● Task objective: Working from the entries below, give again each line from the first through the one containing "pub const SOLE_STASH_SENTINEL: &str", exactly and with nothing else.

● Stored data entries:
►

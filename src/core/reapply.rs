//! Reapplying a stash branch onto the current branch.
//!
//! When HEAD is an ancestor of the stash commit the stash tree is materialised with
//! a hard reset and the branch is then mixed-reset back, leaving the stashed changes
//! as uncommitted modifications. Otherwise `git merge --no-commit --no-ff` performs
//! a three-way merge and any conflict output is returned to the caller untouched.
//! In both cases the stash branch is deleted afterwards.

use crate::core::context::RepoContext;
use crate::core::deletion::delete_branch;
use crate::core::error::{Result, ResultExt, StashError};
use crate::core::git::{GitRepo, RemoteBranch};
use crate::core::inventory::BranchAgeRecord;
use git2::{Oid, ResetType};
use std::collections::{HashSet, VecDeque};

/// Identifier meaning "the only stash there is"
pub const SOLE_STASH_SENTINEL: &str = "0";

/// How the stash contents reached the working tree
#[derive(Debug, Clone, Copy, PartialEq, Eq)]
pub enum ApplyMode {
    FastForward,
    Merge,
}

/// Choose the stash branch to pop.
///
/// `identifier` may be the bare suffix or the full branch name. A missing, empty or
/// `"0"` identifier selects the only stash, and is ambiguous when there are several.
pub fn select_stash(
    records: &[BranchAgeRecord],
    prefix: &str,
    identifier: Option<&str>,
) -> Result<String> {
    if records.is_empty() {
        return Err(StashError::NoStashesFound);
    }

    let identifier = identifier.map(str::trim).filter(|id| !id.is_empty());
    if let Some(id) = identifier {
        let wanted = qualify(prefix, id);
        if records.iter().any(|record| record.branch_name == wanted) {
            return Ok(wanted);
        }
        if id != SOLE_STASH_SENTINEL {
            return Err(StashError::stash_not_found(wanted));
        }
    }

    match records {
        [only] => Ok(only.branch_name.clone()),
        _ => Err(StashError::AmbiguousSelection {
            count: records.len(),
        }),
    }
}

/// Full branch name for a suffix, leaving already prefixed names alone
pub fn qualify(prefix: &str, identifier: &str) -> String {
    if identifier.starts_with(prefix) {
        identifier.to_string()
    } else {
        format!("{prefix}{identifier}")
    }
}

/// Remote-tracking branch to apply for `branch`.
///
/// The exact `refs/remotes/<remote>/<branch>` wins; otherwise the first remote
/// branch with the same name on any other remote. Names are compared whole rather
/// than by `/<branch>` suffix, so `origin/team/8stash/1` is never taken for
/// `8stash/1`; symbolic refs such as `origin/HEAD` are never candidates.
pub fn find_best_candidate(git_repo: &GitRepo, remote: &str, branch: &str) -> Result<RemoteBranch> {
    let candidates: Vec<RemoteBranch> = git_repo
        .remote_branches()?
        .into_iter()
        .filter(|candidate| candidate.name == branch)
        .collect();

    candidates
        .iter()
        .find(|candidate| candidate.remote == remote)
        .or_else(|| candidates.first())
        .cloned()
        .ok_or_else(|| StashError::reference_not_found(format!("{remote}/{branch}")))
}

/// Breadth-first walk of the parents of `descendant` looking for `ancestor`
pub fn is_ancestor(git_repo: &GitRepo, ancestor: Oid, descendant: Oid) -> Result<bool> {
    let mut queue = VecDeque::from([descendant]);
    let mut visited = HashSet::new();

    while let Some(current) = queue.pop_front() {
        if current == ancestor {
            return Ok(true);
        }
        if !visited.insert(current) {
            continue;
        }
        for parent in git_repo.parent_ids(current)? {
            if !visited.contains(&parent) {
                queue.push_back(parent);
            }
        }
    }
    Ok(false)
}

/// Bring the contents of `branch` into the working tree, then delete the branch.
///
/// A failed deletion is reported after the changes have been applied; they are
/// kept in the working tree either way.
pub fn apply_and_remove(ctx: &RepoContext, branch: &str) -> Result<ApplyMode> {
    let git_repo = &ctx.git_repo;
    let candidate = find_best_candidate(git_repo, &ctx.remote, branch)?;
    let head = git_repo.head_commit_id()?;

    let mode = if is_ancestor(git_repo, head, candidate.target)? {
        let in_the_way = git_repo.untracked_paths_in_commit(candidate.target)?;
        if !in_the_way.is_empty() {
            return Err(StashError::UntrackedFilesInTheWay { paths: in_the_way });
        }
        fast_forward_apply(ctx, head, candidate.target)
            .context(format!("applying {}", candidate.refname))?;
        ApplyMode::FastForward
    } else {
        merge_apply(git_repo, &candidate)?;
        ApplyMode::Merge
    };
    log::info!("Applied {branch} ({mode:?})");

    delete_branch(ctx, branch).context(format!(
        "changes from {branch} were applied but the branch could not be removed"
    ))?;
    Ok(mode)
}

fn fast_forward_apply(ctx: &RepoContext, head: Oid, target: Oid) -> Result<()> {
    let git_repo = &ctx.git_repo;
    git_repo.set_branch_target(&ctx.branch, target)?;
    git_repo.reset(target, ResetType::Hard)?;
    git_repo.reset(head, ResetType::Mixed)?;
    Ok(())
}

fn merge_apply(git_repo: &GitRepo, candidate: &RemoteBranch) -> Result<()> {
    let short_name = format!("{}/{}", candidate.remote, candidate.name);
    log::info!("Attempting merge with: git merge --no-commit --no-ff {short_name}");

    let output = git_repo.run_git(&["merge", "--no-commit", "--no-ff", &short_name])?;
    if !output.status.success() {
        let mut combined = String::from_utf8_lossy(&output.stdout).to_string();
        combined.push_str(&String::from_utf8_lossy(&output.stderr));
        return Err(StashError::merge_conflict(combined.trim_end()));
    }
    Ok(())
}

◄

● Written response:
filename src/core/reapply.rs
//! Reapplying a stash branch onto the current branch.
//!
//! When HEAD is an ancestor of the stash commit the stash tree is materialised with
//! a hard reset and the branch is then mixed-reset back, leaving the stashed changes
//! as uncommitted modifications. Otherwise `git merge --no-commit --no-ff` performs
//! a three-way merge and any conflict output is returned to the caller untouched.
//! In both cases the stash branch is deleted afterwards.

use crate::core::context::RepoContext;
use crate::core::deletion::delete_branch;
use crate::core::error::{Result, ResultExt, StashError};
use crate::core::git::{GitRepo, RemoteBranch};
use crate::core::inventory::BranchAgeRecord;
use git2::{Oid, ResetType};
use std::collections::{HashSet, VecDeque};

/// Identifier meaning "the only stash there is"
pub const SOLE_STASH_SENTINEL: &str = "0";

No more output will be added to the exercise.